__WHAT THIS TASK INVOLVES__: Among the entries, find each line that includes the string "derive" and list it.
================
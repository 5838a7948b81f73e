//! Path management for PlexyDesk configuration and session files.
//!
//! ```text
//! ~/.config/plexydesk/         # Config directory
//! ├── config.toml              # Desktop configuration
//! └── session.xml              # Persisted desktop session
//! ```
//!
//! Every path can be rebased onto an explicit directory, which is what the
//! CLI's `--dir` flag and the tests use.

use std::path::{Path, PathBuf};

use plexy_core::PlexyError;

const APP_DIR: &str = "plexydesk";
const CONFIG_FILE: &str = "config.toml";
const SESSION_FILE: &str = "session.xml";

/// Errors that can occur during path resolution.
#[derive(Debug)]
pub enum PathError {
    /// The platform config directory could not be determined.
    ConfigDirNotFound,
}

impl std::fmt::Display for PathError {
    fn fmt(&self, f: &mut std::fmt::Formatter<'_>) -> std::fmt::Result {
        match self {
            PathError::ConfigDirNotFound => write!(f, "Cannot find config directory"),
        }
    }
}

impl std::error::Error for PathError {}

impl From<PathError> for PlexyError {
    fn from(err: PathError) -> Self {
        PlexyError::config(err.to_string())
    }
}

/// Resolves PlexyDesk file locations.
#[derive(Debug, Clone, Default)]
pub struct PlexyPaths {
    base_dir: Option<PathBuf>,
}

impl PlexyPaths {
    /// # Arguments
    ///
    /// * `base_dir` - Directory to use instead of the platform config directory
    pub fn new(base_dir: Option<PathBuf>) -> Self {
        Self { base_dir }
    }

    /// Returns the PlexyDesk configuration directory.
    ///
    /// # Returns
    ///
    /// - `Ok(PathBuf)`: The override directory, or e.g. `~/.config/plexydesk/`
    /// - `Err(PathError::ConfigDirNotFound)`: No override and no platform config dir
    pub fn config_dir(&self) -> Result<PathBuf, PathError> {
        if let Some(base) = &self.base_dir {
            return Ok(base.clone());
        }
        dirs::config_dir()
            .map(|dir| dir.join(APP_DIR))
            .ok_or(PathError::ConfigDirNotFound)
    }

    pub fn config_file(&self) -> Result<PathBuf, PathError> {
        Ok(self.config_dir()?.join(CONFIG_FILE))
    }

    /// Default session file location.
    pub fn session_file(&self) -> Result<PathBuf, PathError> {
        Ok(self.config_dir()?.join(SESSION_FILE))
    }

    /// Session file location honoring a configured override.
    ///
    /// Relative overrides are resolved against the config directory.
    pub fn session_file_for(&self, configured: Option<&Path>) -> Result<PathBuf, PathError> {
        match configured {
            Some(path) if path.is_absolute() => Ok(path.to_path_buf()),
            Some(path) => Ok(self.config_dir()?.join(path)),
            None => self.session_file(),
        }
    }
}

#[cfg(test)]
mod tests {
    use super::*;

    #[test]
    fn test_base_dir_override() {
        let paths = PlexyPaths::new(Some(PathBuf::from("/tmp/plexy-test")));
        assert_eq!(
            paths.config_file().unwrap(),
            PathBuf::from("/tmp/plexy-test/config.toml")
        );
        assert_eq!(
            paths.session_file().unwrap(),
            PathBuf::from("/tmp/plexy-test/session.xml")
        );
    }

    #[test]
    fn test_session_file_override() {
        let paths = PlexyPaths::new(Some(PathBuf::from("/tmp/plexy-test")));
        assert_eq!(
            paths
                .session_file_for(Some(Path::new("sessions/work.xml")))
                .unwrap(),
            PathBuf::from("/tmp/plexy-test/sessions/work.xml")
        );
        assert_eq!(
            paths
                .session_file_for(Some(Path::new("/var/lib/plexy/s.xml")))
                .unwrap(),
            PathBuf::from("/var/lib/plexy/s.xml")
        );
    }
}
//! Error types for the PlexyDesk session core.

use serde::{Deserialize, Serialize};
use thiserror::Error;

/// A shared error type for the PlexyDesk crates.
///
/// Soft failures (lookup misses during record/restore) never produce one of
/// these; they are logged and skipped. This type covers the failures that are
/// reported back to callers.
#[derive(Error, Debug, Clone, Serialize, Deserialize)]
pub enum PlexyError {
    /// A controller plugin could not be resolved or instantiated
    #[error("Controller unavailable: '{name}' ({reason})")]
    ControllerUnavailable { name: String, reason: String },

    /// Entity not found error with type information
    #[error("Entity not found: {entity_type} '{id}'")]
    NotFound {
        entity_type: &'static str,
        id: String,
    },

    /// IO error (file system operations)
    #[error("IO error: {message}")]
    Io { message: String },

    /// Serialization/deserialization error
    #[error("Serialization error: {format} - {message}")]
    Serialization {
        format: String, // "XML", "TOML"
        message: String,
    },

    /// Configuration error
    #[error("Configuration error: {0}")]
    Config(String),

    /// Internal error (should not happen in normal operation)
    #[error("Internal error: {0}")]
    Internal(String),
}

impl PlexyError {
    // ============================================================================
    // Constructor helpers
    // ============================================================================

    /// Creates a ControllerUnavailable error
    pub fn controller_unavailable(name: impl Into<String>, reason: impl Into<String>) -> Self {
        Self::ControllerUnavailable {
            name: name.into(),
            reason: reason.into(),
        }
    }

    /// Creates a NotFound error
    pub fn not_found(entity_type: &'static str, id: impl Into<String>) -> Self {
        Self::NotFound {
            entity_type,
            id: id.into(),
        }
    }

    /// Creates an IO error
    pub fn io(message: impl Into<String>) -> Self {
        Self::Io {
            message: message.into(),
        }
    }

    /// Creates a Serialization error for the given format
    pub fn serialization(format: impl Into<String>, message: impl Into<String>) -> Self {
        Self::Serialization {
            format: format.into(),
            message: message.into(),
        }
    }

    /// Creates a Config error
    pub fn config(message: impl Into<String>) -> Self {
        Self::Config(message.into())
    }

    /// Creates an Internal error
    pub fn internal(message: impl Into<String>) -> Self {
        Self::Internal(message.into())
    }

    // ============================================================================
    // Type checking methods
    // ============================================================================

    pub fn is_controller_unavailable(&self) -> bool {
        matches!(self, Self::ControllerUnavailable { .. })
    }

    pub fn is_not_found(&self) -> bool {
        matches!(self, Self::NotFound { .. })
    }

    pub fn is_io(&self) -> bool {
        matches!(self, Self::Io { .. })
    }

    pub fn is_serialization(&self) -> bool {
        matches!(self, Self::Serialization { .. })
    }

    pub fn is_config(&self) -> bool {
        matches!(self, Self::Config(_))
    }
}

// ============================================================================
// From implementations for automatic conversion
// ============================================================================

impl From<std::io::Error> for PlexyError {
    fn from(err: std::io::Error) -> Self {
        Self::Io {
            message: format!("{} (kind: {:?})", err, err.kind()),
        }
    }
}

impl From<toml::de::Error> for PlexyError {
    fn from(err: toml::de::Error) -> Self {
        Self::Serialization {
            format: "TOML".to_string(),
            message: err.to_string(),
        }
    }
}

impl From<toml::ser::Error> for PlexyError {
    fn from(err: toml::ser::Error) -> Self {
        Self::Serialization {
            format: "TOML".to_string(),
            message: err.to_string(),
        }
    }
}

/// A type alias for `Result<T, PlexyError>`.
pub type Result<T> = std::result::Result<T, PlexyError>;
================
__OUTPUT FOR THIS TASK__:
#[derive(Debug)]
#[derive(Debug, Clone, Default)]
#[derive(Error, Debug, Clone, Serialize, Deserialize)]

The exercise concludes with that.